Both SummerRain and MintyMoo this apple malarkey is very strange. My DS never really liked fruit - everything else but - except he had a love of sharp apples. He was recently diagnosed with a fructose and sucrose intolerance. Gastro team say the body naturally tries to avoid substances that they have difficulty in digesting.
This leads on to some of the research i have since read about this type of intolerance. The theory being fructose is a sugar. If you can't break down/digest sugar properly, you can't store it properly. if you can't store it properly, you can't 'reclaim' it quickly when it's needed. that burst of extra energy you needed when out walking may just not be readily to hand.
It's an interesting thought - and i suppose in my mind gives DS yet another cause of lack of energy sometimes.
I know my DS is bright for his age - although there has always been a ? as to Aspergers - but you have both given me more hope that he can go far.
MintyMoo totally agree with the hyperfocus - but have you got any tips on the time management issue? I am DS's time management police at the moment - but of course this can't/won't be forever!
Re the geography - some unis do distance degrees - masters etc but are not OU. DH has just finished a Masters from Teesside. I think he only went on a couple of day courses up there in the last couple of years. Might be worth a try to find the course you want and ask?

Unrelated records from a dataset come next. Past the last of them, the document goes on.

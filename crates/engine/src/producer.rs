//! Producer coordination: single-flight admission and the per-stream
//! production task.

use std::sync::Arc;

use restream_store::{AppendOutcome, ChunkStore, StoreError, StreamId};
use tokio_util::sync::CancellationToken;
use tracing::{debug, error, info, warn};

use crate::attach;
use crate::engine::EngineInner;
use crate::error::EngineResult;
use crate::frame::StreamState;
use crate::registry::ProducerAdmission;
use crate::sink::StreamReading;
use crate::source::UpstreamSource;

/// Result of a produce request.
#[derive(Debug)]
pub struct ProduceOutcome {
    /// The caller's own reading of the stream, from seq 0
    pub reading: StreamReading,
    /// True when this call won the single-flight race and started the
    /// producer; false when it joined an existing or finished stream
    pub started: bool,
    /// Sequence position at admission time (the resumability marker)
    pub next_seq: u64,
}

/// Start producing, or join the stream that is already producing.
///
/// Exactly one producer task runs per stream id; a losing caller is attached
/// as a reader of the winner's stream. A terminal stream degrades to a plain
/// replay attachment.
pub(crate) async fn start_or_join<C: ChunkStore, U: UpstreamSource>(
    inner: &Arc<EngineInner<C>>,
    stream_id: &StreamId,
    source: U,
) -> EngineResult<ProduceOutcome> {
    let meta = inner.store.stream_meta(stream_id).await?;

    if let Some(state) = meta.as_ref().and_then(|m| m.terminal) {
        debug!("produce request for terminal stream {stream_id} ({state}), replaying instead");
        let next_seq = meta.as_ref().map_or(0, |m| m.next_seq);
        inner.registry.observe(stream_id, next_seq);
        let reading = attach::attach(inner, stream_id, 0).await?;
        return Ok(ProduceOutcome {
            reading,
            started: false,
            next_seq,
        });
    }

    let persisted_next = meta.as_ref().map_or(0, |m| m.next_seq);
    match inner.registry.admit_producer(stream_id, persisted_next) {
        ProducerAdmission::Busy => {
            info!("stream {stream_id} already producing, joining as reader");
            let reading = attach::attach(inner, stream_id, 0).await?;
            Ok(ProduceOutcome {
                reading,
                started: false,
                next_seq: persisted_next,
            })
        }
        ProducerAdmission::Admitted { cancel, first_seq } => {
            info!("starting producer for stream {stream_id} at seq {first_seq}");
            spawn_producer(inner, stream_id.clone(), source, first_seq, cancel);
            let reading = attach::attach(inner, stream_id, 0).await?;
            Ok(ProduceOutcome {
                reading,
                started: true,
                next_seq: first_seq,
            })
        }
    }
}

fn spawn_producer<C: ChunkStore, U: UpstreamSource>(
    inner: &Arc<EngineInner<C>>,
    stream_id: StreamId,
    source: U,
    first_seq: u64,
    cancel: CancellationToken,
) {
    let task_inner = inner.clone();
    let shutdown = inner.shutdown.clone();
    inner.tasks.spawn(async move {
        tokio::select! {
            () = run_producer(task_inner, stream_id.clone(), source, first_seq, cancel) => {}
            () = shutdown.cancelled() => {
                // Abandon without a terminal write: a shut-down process must
                // look exactly like a crashed one to its successor.
                debug!("producer for stream {stream_id} abandoned at shutdown");
            }
        }
    });
}

async fn run_producer<C: ChunkStore, U: UpstreamSource>(
    inner: Arc<EngineInner<C>>,
    stream_id: StreamId,
    mut source: U,
    first_seq: u64,
    cancel: CancellationToken,
) {
    let mut next_seq = first_seq;

    let (state, message) = loop {
        let pulled = tokio::select! {
            () = cancel.cancelled() => {
                info!("producer for stream {stream_id} canceled after {next_seq} chunks");
                break (StreamState::Canceled, None);
            }
            pulled = source.next_chunk() => pulled,
        };

        match pulled {
            Ok(Some(payload)) => {
                let seq = next_seq;
                match inner.store.append(&stream_id, seq, payload.clone()).await {
                    Ok(AppendOutcome::Appended) => {}
                    Ok(AppendOutcome::Duplicate) => {
                        warn!("stream {stream_id} seq {seq} was already persisted");
                    }
                    Err(StoreError::StreamTerminal { state, .. }) => {
                        // Something else already finished the stream; the
                        // store is authoritative, so stand down.
                        warn!("stream {stream_id} went terminal ({state}) under the producer");
                        break (StreamState::from(state), None);
                    }
                    Err(error) => {
                        error!("store append failed for stream {stream_id} seq {seq}: {error}");
                        break (
                            StreamState::Failed,
                            Some(format!("store write failure: {error}")),
                        );
                    }
                }
                next_seq = seq + 1;
                // Persisted first, then broadcast: a reader must never see a
                // chunk a replay-after-restart could not reproduce.
                inner.registry.fan_out(
                    &stream_id,
                    seq,
                    &payload,
                    inner.config.catchup_buffer_limit,
                );
                inner.text.ingest(&stream_id, seq, &payload);
            }
            Ok(None) => {
                info!("stream {stream_id} completed with {next_seq} chunks");
                break (StreamState::Completed, None);
            }
            Err(error) => {
                warn!("upstream failure on stream {stream_id}: {error}");
                break (StreamState::Failed, Some(error.to_string()));
            }
        }
    };

    finish_stream(&inner, &stream_id, state, message).await;
}

/// Persist the terminal state, then detach and close every live reader.
pub(crate) async fn finish_stream<C: ChunkStore>(
    inner: &Arc<EngineInner<C>>,
    stream_id: &StreamId,
    state: StreamState,
    message: Option<String>,
) {
    let mut close_state = state;
    let mut close_message = message.clone();

    if let Some(terminal) = state.terminal() {
        match inner
            .store
            .set_terminal(stream_id, terminal, message)
            .await
        {
            Ok(()) => {}
            Err(StoreError::TerminalConflict { existing, .. }) => {
                // First write won elsewhere; report that state to readers.
                warn!("stream {stream_id} already terminal as {existing}");
                close_state = StreamState::from(existing);
                close_message = None;
            }
            Err(error) => {
                error!("failed to persist terminal state for stream {stream_id}: {error}");
            }
        }
    }

    for slot in inner.registry.finish_produce(stream_id) {
        slot.flush_and_close(close_state, close_message.as_deref());
    }
}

Minty - i'm aiming for a BSc Environmental Science but have a long way to go yet. The module I did last year was a fairly intense science course which i was really worried about... my maths has always been shocking and I dropped out of chemistry in my final year of school as my teacher kindly pointed out that he could see how hard i was trying and still only scraping D's so it wouldn't be worth my while killing myself for the exams only to barely pass. However the way the OU course explained things i found the maths skills far easier to understand (I even got 'good maths skills' comments on all my assignments!) and while it was certainly tough going I got my head around scientific concepts that I'd never understood in the classroom.

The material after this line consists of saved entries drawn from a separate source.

//! Engine configuration.

use std::time::Duration;

/// Configuration for the stream engine
#[derive(Debug, Clone)]
pub struct EngineConfig {
    /// Frames buffered per reader channel; a live reader further behind than
    /// this counts as lagging and is dropped
    pub reader_channel_capacity: usize,
    /// Chunks fetched per store read while replaying or backfilling
    pub replay_batch_size: usize,
    /// Live chunks buffered for a reader that is still catching up before it
    /// is dropped
    pub catchup_buffer_limit: usize,
    /// Retention sweep settings
    pub retention: RetentionConfig,
}

impl Default for EngineConfig {
    fn default() -> Self {
        Self {
            reader_channel_capacity: 256,
            replay_batch_size: 100,
            catchup_buffer_limit: 1024,
            retention: RetentionConfig::default(),
        }
    }
}

/// Retention sweep configuration
#[derive(Debug, Clone)]
pub struct RetentionConfig {
    /// Terminal streams older than this are deleted by the sweep; `None`
    /// disables retention entirely
    pub max_age: Option<Duration>,
    /// Interval between sweeps
    pub sweep_interval: Duration,
}

impl Default for RetentionConfig {
    fn default() -> Self {
        Self {
            max_age: Some(Duration::from_secs(24 * 60 * 60)),
            sweep_interval: Duration::from_secs(60),
        }
    }
}
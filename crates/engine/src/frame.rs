//! Frames delivered to attached readers.

use std::fmt::Display;

use bytes::Bytes;
use restream_store::TerminalState;
use serde::{Deserialize, Serialize};

/// Observable state of a stream: running, or one of the terminal states.
///
/// This is the transport-level view; the store's terminal flag stays the
/// authoritative record. `Running` at the end of a reading means the body is
/// exhausted but the stream itself has not finished: no live producer, the
/// orphaned-stream condition.
#[derive(Clone, Copy, Debug, PartialEq, Eq, Serialize, Deserialize)]
#[serde(rename_all = "lowercase")]
pub enum StreamState {
    /// No terminal state written yet
    Running,
    /// Upstream ended naturally
    Completed,
    /// Explicitly canceled
    Canceled,
    /// Upstream or storage failure
    Failed,
}

impl StreamState {
    /// The terminal state this maps to, or `None` for `Running`
    pub fn terminal(self) -> Option<TerminalState> {
        match self {
            Self::Running => None,
            Self::Completed => Some(TerminalState::Completed),
            Self::Canceled => Some(TerminalState::Canceled),
            Self::Failed => Some(TerminalState::Failed),
        }
    }
}

impl From<TerminalState> for StreamState {
    fn from(state: TerminalState) -> Self {
        match state {
            TerminalState::Completed => Self::Completed,
            TerminalState::Canceled => Self::Canceled,
            TerminalState::Failed => Self::Failed,
        }
    }
}

impl From<Option<TerminalState>> for StreamState {
    fn from(state: Option<TerminalState>) -> Self {
        state.map_or(Self::Running, Self::from)
    }
}

impl Display for StreamState {
    fn fmt(&self, f: &mut std::fmt::Formatter<'_>) -> std::fmt::Result {
        match self {
            Self::Running => write!(f, "running"),
            Self::Completed => write!(f, "completed"),
            Self::Canceled => write!(f, "canceled"),
            Self::Failed => write!(f, "failed"),
        }
    }
}

/// One frame of an attached reading.
#[derive(Clone, Debug, PartialEq, Eq)]
pub enum StreamFrame {
    /// A sequenced chunk payload
    Chunk {
        /// Position of the chunk within the stream
        seq: u64,
        /// Raw persisted payload
        payload: Bytes,
    },
    /// End of the reading; no further frames follow
    End {
        /// Stream state at close time
        state: StreamState,
        /// Error message when the stream failed
        message: Option<String>,
    },
}
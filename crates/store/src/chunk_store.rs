//! The durable log contract every backend implements.

use std::time::Duration;

use async_trait::async_trait;
use bytes::Bytes;

use crate::error::StoreResult;
use crate::types::{AppendOutcome, Chunk, StreamId, StreamMeta, TerminalState};

/// Append-only chunk log keyed by `(stream id, sequence number)`.
///
/// Implementations must guarantee that concurrent appends for different
/// `(stream id, seq)` pairs never corrupt each other and that a duplicate
/// append is an idempotent no-op, never a silent overwrite.
#[async_trait]
pub trait ChunkStore: Clone + Send + Sync + 'static {
    /// Persist one chunk.
    ///
    /// A fresh `(stream id, seq)` pair is written and advances the stream's
    /// `next_seq` to `max(next_seq, seq + 1)`; a pair that already exists
    /// leaves the stored bytes untouched and reports
    /// [`AppendOutcome::Duplicate`]. Appending to a terminal stream is
    /// rejected with [`StoreError::StreamTerminal`].
    ///
    /// [`StoreError::StreamTerminal`]: crate::StoreError::StreamTerminal
    async fn append(
        &self,
        stream_id: &StreamId,
        seq: u64,
        payload: Bytes,
    ) -> StoreResult<AppendOutcome>;

    /// Read up to `max_chunks` chunks with `seq >= from_seq`, ascending.
    ///
    /// Each call re-queries the log; this is a finite, restartable read, not
    /// a live subscription. Callers page by advancing `from_seq` past the
    /// last returned chunk until a short batch comes back. Unknown streams
    /// read as empty.
    async fn read_range(
        &self,
        stream_id: &StreamId,
        from_seq: u64,
        max_chunks: usize,
    ) -> StoreResult<Vec<Chunk>>;

    /// Fetch the metadata row for a stream, or `None` if it never existed.
    async fn stream_meta(&self, stream_id: &StreamId) -> StoreResult<Option<StreamMeta>>;

    /// Write the terminal state for a stream. First write wins.
    ///
    /// Repeating the already-persisted state is an idempotent no-op; a
    /// different state is rejected with [`StoreError::TerminalConflict`].
    /// An unknown stream id creates the metadata row, since a stream can
    /// finish before its first chunk is appended.
    ///
    /// [`StoreError::TerminalConflict`]: crate::StoreError::TerminalConflict
    async fn set_terminal(
        &self,
        stream_id: &StreamId,
        state: TerminalState,
        error_message: Option<String>,
    ) -> StoreResult<()>;

    /// Retention sweep: delete streams whose terminal state is older than
    /// `age`, returning the ids removed. Streams still running are never
    /// touched.
    async fn delete_older_than(&self, age: Duration) -> StoreResult<Vec<StreamId>>;
}

/// Implement ChunkStore for Arc<T> where T: ChunkStore
#[async_trait]
impl<T: ChunkStore> ChunkStore for std::sync::Arc<T> {
    async fn append(
        &self,
        stream_id: &StreamId,
        seq: u64,
        payload: Bytes,
    ) -> StoreResult<AppendOutcome> {
        (**self).append(stream_id, seq, payload).await
    }

    async fn read_range(
        &self,
        stream_id: &StreamId,
        from_seq: u64,
        max_chunks: usize,
    ) -> StoreResult<Vec<Chunk>> {
        (**self).read_range(stream_id, from_seq, max_chunks).await
    }

    async fn stream_meta(&self, stream_id: &StreamId) -> StoreResult<Option<StreamMeta>> {
        (**self).stream_meta(stream_id).await
    }

    async fn set_terminal(
        &self,
        stream_id: &StreamId,
        state: TerminalState,
        error_message: Option<String>,
    ) -> StoreResult<()> {
        (**self).set_terminal(stream_id, state, error_message).await
    }

    async fn delete_older_than(&self, age: Duration) -> StoreResult<Vec<StreamId>> {
        (**self).delete_older_than(age).await
    }
}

I also missed out on good grades in school a lot despite being more than capable... exams really don't suit me at all, I get panicy and frazzled and rush myself to my own detriment. I should have gotton A's in English, German, Geography, Social & Scientific and Biology easily based on my understanding and grades throughout the year but let myself down badly in the exams. Failed Maths entirely though which was no surpirse to anyone!

The hyper focus ability definitely applies to me too.... I can do a huge amount of work in a short space of time (entire assignments in one night, read books cover to cover in a few hours, play video games for hours on end ) but my ability to disctract myself when i need to focus is equally as strong an influence on my life unfortunately.

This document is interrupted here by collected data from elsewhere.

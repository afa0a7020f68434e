//! In-memory chunk store implementation
//!
//! Default backend for the chunk log contract. Everything lives in one
//! process, so this is also the restart-simulation vehicle for tests: drop
//! the engine, keep the store, attach again.

use std::{
    collections::{BTreeMap, HashMap},
    sync::Arc,
    time::{Duration, SystemTime, UNIX_EPOCH},
};

use async_trait::async_trait;
use bytes::Bytes;
use restream_store::{
    AppendOutcome, Chunk, StoreError, StoreResult, StreamId, StreamMeta, TerminalState,
};
use tokio::sync::RwLock;
use tracing::debug;

fn now_millis() -> u64 {
    SystemTime::now()
        .duration_since(UNIX_EPOCH)
        .unwrap_or_default()
        .as_millis() as u64
}

/// Per-stream slot: ordered chunk log plus the metadata row.
struct StreamSlot {
    chunks: BTreeMap<u64, Chunk>,
    meta: StreamMeta,
}

impl StreamSlot {
    fn new(created_at: u64) -> Self {
        Self {
            chunks: BTreeMap::new(),
            meta: StreamMeta {
                next_seq: 0,
                terminal: None,
                error_message: None,
                created_at,
                terminal_at: None,
            },
        }
    }
}

/// In-memory chunk store using a BTreeMap per stream for seq ordering
#[derive(Clone)]
pub struct MemoryChunkStore {
    streams: Arc<RwLock<HashMap<StreamId, StreamSlot>>>,
}

impl MemoryChunkStore {
    /// Create a new in-memory chunk store
    pub fn new() -> Self {
        Self {
            streams: Arc::new(RwLock::new(HashMap::new())),
        }
    }
}

impl Default for MemoryChunkStore {
    fn default() -> Self {
        Self::new()
    }
}

#[async_trait]
impl restream_store::ChunkStore for MemoryChunkStore {
    async fn append(
        &self,
        stream_id: &StreamId,
        seq: u64,
        payload: Bytes,
    ) -> StoreResult<AppendOutcome> {
        let now = now_millis();
        let mut streams = self.streams.write().await;

        let slot = streams
            .entry(stream_id.clone())
            .or_insert_with(|| StreamSlot::new(now));

        if let Some(state) = slot.meta.terminal {
            return Err(StoreError::StreamTerminal {
                stream_id: stream_id.clone(),
                state,
            });
        }

        // Duplicate (stream, seq) pairs are idempotent no-ops, never overwrites.
        if slot.chunks.contains_key(&seq) {
            return Ok(AppendOutcome::Duplicate);
        }

        slot.chunks.insert(
            seq,
            Chunk {
                seq,
                payload,
                written_at: now,
            },
        );
        if seq + 1 > slot.meta.next_seq {
            slot.meta.next_seq = seq + 1;
        }

        Ok(AppendOutcome::Appended)
    }

    async fn read_range(
        &self,
        stream_id: &StreamId,
        from_seq: u64,
        max_chunks: usize,
    ) -> StoreResult<Vec<Chunk>> {
        let streams = self.streams.read().await;

        if let Some(slot) = streams.get(stream_id) {
            let chunks: Vec<_> = slot
                .chunks
                .range(from_seq..)
                .take(max_chunks)
                .map(|(_, chunk)| chunk.clone())
                .collect();
            Ok(chunks)
        } else {
            Ok(Vec::new())
        }
    }

    async fn stream_meta(&self, stream_id: &StreamId) -> StoreResult<Option<StreamMeta>> {
        let streams = self.streams.read().await;
        Ok(streams.get(stream_id).map(|slot| slot.meta.clone()))
    }

    async fn set_terminal(
        &self,
        stream_id: &StreamId,
        state: TerminalState,
        error_message: Option<String>,
    ) -> StoreResult<()> {
        let now = now_millis();
        let mut streams = self.streams.write().await;

        // A stream may finish before its first chunk lands (canceled right
        // away, or an empty upstream); create the meta row in that case.
        let slot = streams
            .entry(stream_id.clone())
            .or_insert_with(|| StreamSlot::new(now));

        match slot.meta.terminal {
            None => {
                slot.meta.terminal = Some(state);
                slot.meta.error_message = error_message;
                slot.meta.terminal_at = Some(now);
                Ok(())
            }
            Some(existing) if existing == state => Ok(()),
            Some(existing) => Err(StoreError::TerminalConflict {
                stream_id: stream_id.clone(),
                existing,
                requested: state,
            }),
        }
    }

    async fn delete_older_than(&self, age: Duration) -> StoreResult<Vec<StreamId>> {
        let cutoff = now_millis().saturating_sub(age.as_millis() as u64);
        let mut streams = self.streams.write().await;

        let expired: Vec<StreamId> = streams
            .iter()
            .filter(|(_, slot)| matches!(slot.meta.terminal_at, Some(t) if t <= cutoff))
            .map(|(id, _)| id.clone())
            .collect();

        for id in &expired {
            streams.remove(id);
            debug!("retention removed stream {id}");
        }

        Ok(expired)
    }
}

impl std::fmt::Debug for MemoryChunkStore {
    fn fmt(&self, f: &mut std::fmt::Formatter<'_>) -> std::fmt::Result {
        f.debug_struct("MemoryChunkStore")
            .field("streams", &"<locked>")
            .finish()
    }
}

#[cfg(test)]
mod tests {
    use super::*;

    use restream_store::ChunkStore;

    #[tokio::test]
    async fn test_append_and_read_range() {
        let store = MemoryChunkStore::new();
        let id = StreamId::from("s1");

        store
            .append(&id, 0, Bytes::from("chunk 0"))
            .await
            .unwrap();
        store
            .append(&id, 1, Bytes::from("chunk 1"))
            .await
            .unwrap();

        let chunks = store.read_range(&id, 0, 100).await.unwrap();
        assert_eq!(chunks.len(), 2);
        assert_eq!(chunks[0].seq, 0);
        assert_eq!(chunks[0].payload, Bytes::from("chunk 0"));
        assert_eq!(chunks[1].seq, 1);
        assert_eq!(chunks[1].payload, Bytes::from("chunk 1"));

        let meta = store.stream_meta(&id).await.unwrap().unwrap();
        assert_eq!(meta.next_seq, 2);
        assert_eq!(meta.terminal, None);
    }

    #[tokio::test]
    async fn test_read_range_respects_from_seq_and_page_size() {
        let store = MemoryChunkStore::new();
        let id = StreamId::from("s1");

        for seq in 0..5 {
            store
                .append(&id, seq, Bytes::from(format!("chunk {seq}")))
                .await
                .unwrap();
        }

        let page = store.read_range(&id, 1, 2).await.unwrap();
        assert_eq!(page.len(), 2);
        assert_eq!(page[0].seq, 1);
        assert_eq!(page[1].seq, 2);

        let rest = store.read_range(&id, 3, 100).await.unwrap();
        assert_eq!(rest.len(), 2);
        assert_eq!(rest[0].seq, 3);
        assert_eq!(rest[1].seq, 4);

        // Unknown streams read as empty, not as an error.
        let none = store
            .read_range(&StreamId::from("missing"), 0, 10)
            .await
            .unwrap();
        assert!(none.is_empty());
    }

    #[tokio::test]
    async fn test_duplicate_append_is_idempotent() {
        let store = MemoryChunkStore::new();
        let id = StreamId::from("s1");

        let first = store
            .append(&id, 0, Bytes::from("original"))
            .await
            .unwrap();
        assert_eq!(first, AppendOutcome::Appended);

        let second = store
            .append(&id, 0, Bytes::from("original"))
            .await
            .unwrap();
        assert_eq!(second, AppendOutcome::Duplicate);

        let chunks = store.read_range(&id, 0, 10).await.unwrap();
        assert_eq!(chunks.len(), 1);
        assert_eq!(chunks[0].payload, Bytes::from("original"));

        let meta = store.stream_meta(&id).await.unwrap().unwrap();
        assert_eq!(meta.next_seq, 1, "duplicate append must not advance next_seq");
    }

    #[tokio::test]
    async fn test_append_rejected_once_terminal() {
        let store = MemoryChunkStore::new();
        let id = StreamId::from("s1");

        store.append(&id, 0, Bytes::from("chunk 0")).await.unwrap();
        store
            .set_terminal(&id, TerminalState::Canceled, None)
            .await
            .unwrap();

        let err = store
            .append(&id, 1, Bytes::from("late"))
            .await
            .unwrap_err();
        assert!(matches!(
            err,
            StoreError::StreamTerminal {
                state: TerminalState::Canceled,
                ..
            }
        ));

        // The canceled stream is still fully replayable.
        let chunks = store.read_range(&id, 0, 10).await.unwrap();
        assert_eq!(chunks.len(), 1);
    }

    #[tokio::test]
    async fn test_set_terminal_first_write_wins() {
        let store = MemoryChunkStore::new();
        let id = StreamId::from("s1");

        store.append(&id, 0, Bytes::from("chunk 0")).await.unwrap();
        store
            .set_terminal(&id, TerminalState::Completed, None)
            .await
            .unwrap();

        // Same state again is a no-op.
        store
            .set_terminal(&id, TerminalState::Completed, None)
            .await
            .unwrap();

        // A different state is rejected.
        let err = store
            .set_terminal(&id, TerminalState::Failed, Some("boom".into()))
            .await
            .unwrap_err();
        assert!(matches!(
            err,
            StoreError::TerminalConflict {
                existing: TerminalState::Completed,
                requested: TerminalState::Failed,
                ..
            }
        ));

        let meta = store.stream_meta(&id).await.unwrap().unwrap();
        assert_eq!(meta.terminal, Some(TerminalState::Completed));
        assert_eq!(meta.error_message, None);
        assert!(meta.terminal_at.is_some());
    }

    #[tokio::test]
    async fn test_set_terminal_creates_row_for_chunkless_stream() {
        let store = MemoryChunkStore::new();
        let id = StreamId::from("canceled-before-first-chunk");

        store
            .set_terminal(&id, TerminalState::Canceled, None)
            .await
            .unwrap();

        let meta = store.stream_meta(&id).await.unwrap().unwrap();
        assert_eq!(meta.next_seq, 0);
        assert_eq!(meta.terminal, Some(TerminalState::Canceled));
        assert!(meta.terminal_at.is_some());
    }

    #[tokio::test]
    async fn test_set_terminal_records_error_message() {
        let store = MemoryChunkStore::new();
        let id = StreamId::from("s1");

        store.append(&id, 0, Bytes::from("chunk 0")).await.unwrap();
        store
            .set_terminal(&id, TerminalState::Failed, Some("upstream exploded".into()))
            .await
            .unwrap();

        let meta = store.stream_meta(&id).await.unwrap().unwrap();
        assert_eq!(meta.terminal, Some(TerminalState::Failed));
        assert_eq!(meta.error_message.as_deref(), Some("upstream exploded"));
    }

    #[tokio::test]
    async fn test_delete_older_than_only_removes_terminal_streams() {
        let store = MemoryChunkStore::new();
        let running = StreamId::from("running");
        let finished = StreamId::from("finished");

        store
            .append(&running, 0, Bytes::from("chunk"))
            .await
            .unwrap();
        store
            .append(&finished, 0, Bytes::from("chunk"))
            .await
            .unwrap();
        store
            .set_terminal(&finished, TerminalState::Completed, None)
            .await
            .unwrap();

        // Age zero expires every terminal stream, and only those.
        let removed = store.delete_older_than(Duration::ZERO).await.unwrap();
        assert_eq!(removed, vec![finished.clone()]);

        assert!(store.stream_meta(&finished).await.unwrap().is_none());
        assert!(store.stream_meta(&running).await.unwrap().is_some());
    }

    #[tokio::test]
    async fn test_delete_older_than_keeps_recent_terminal_streams() {
        let store = MemoryChunkStore::new();
        let id = StreamId::from("s1");

        store.append(&id, 0, Bytes::from("chunk")).await.unwrap();
        store
            .set_terminal(&id, TerminalState::Completed, None)
            .await
            .unwrap();

        let removed = store
            .delete_older_than(Duration::from_secs(3600))
            .await
            .unwrap();
        assert!(removed.is_empty());
        assert!(store.stream_meta(&id).await.unwrap().is_some());
    }

    #[tokio::test]
    async fn test_appends_out_of_order_track_max_next_seq() {
        let store = MemoryChunkStore::new();
        let id = StreamId::from("s1");

        // Retried producer writes can land out of order.
        store.append(&id, 1, Bytes::from("chunk 1")).await.unwrap();
        store.append(&id, 0, Bytes::from("chunk 0")).await.unwrap();

        let meta = store.stream_meta(&id).await.unwrap().unwrap();
        assert_eq!(meta.next_seq, 2);

        let chunks = store.read_range(&id, 0, 10).await.unwrap();
        assert_eq!(chunks[0].seq, 0);
        assert_eq!(chunks[1].seq, 1);
    }
}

Were you diagnosed as an adult? I haven't asked for diagnoses as I can't really see what purpose it would serve at this point in my life (other than to wave at my mother and shout 'see i'm not just useless and lazy!' ) but I do wonder whether it would be of any benefit for ds1.

anutevil.... I found time managment was my biggest point of difficulty for year (even dropping out of college once because i'd missed every one of a paticular compulsory class for 7 months and couldn't figure out how to fix it.... I had distinctions in almost all my other subjects already and I hadn't even done the final exams)

Since having the kids though I find I dicipline myself more carefully.... I was worried when dd was at playschool as she did miss a lot of days just because I couldn't get organised properly but since they've been at school we've been fine, never more than a couple of minutes late and never missed a day other than for illness. Knowing that the children would suffer because of my incompetance is a strong driving force. I find sticking to a simple routine in the mornings absolutely religiously definitely helps... in fact having a routine for most things helps, cleaning doesn't get done unless i get a bit regimental about it... i've never mastered 'clean as you go' or doing bit here and there, if i clean a room i bloody well scour it from top to bottom or else i just don't bother, haven't found a middle ground yet.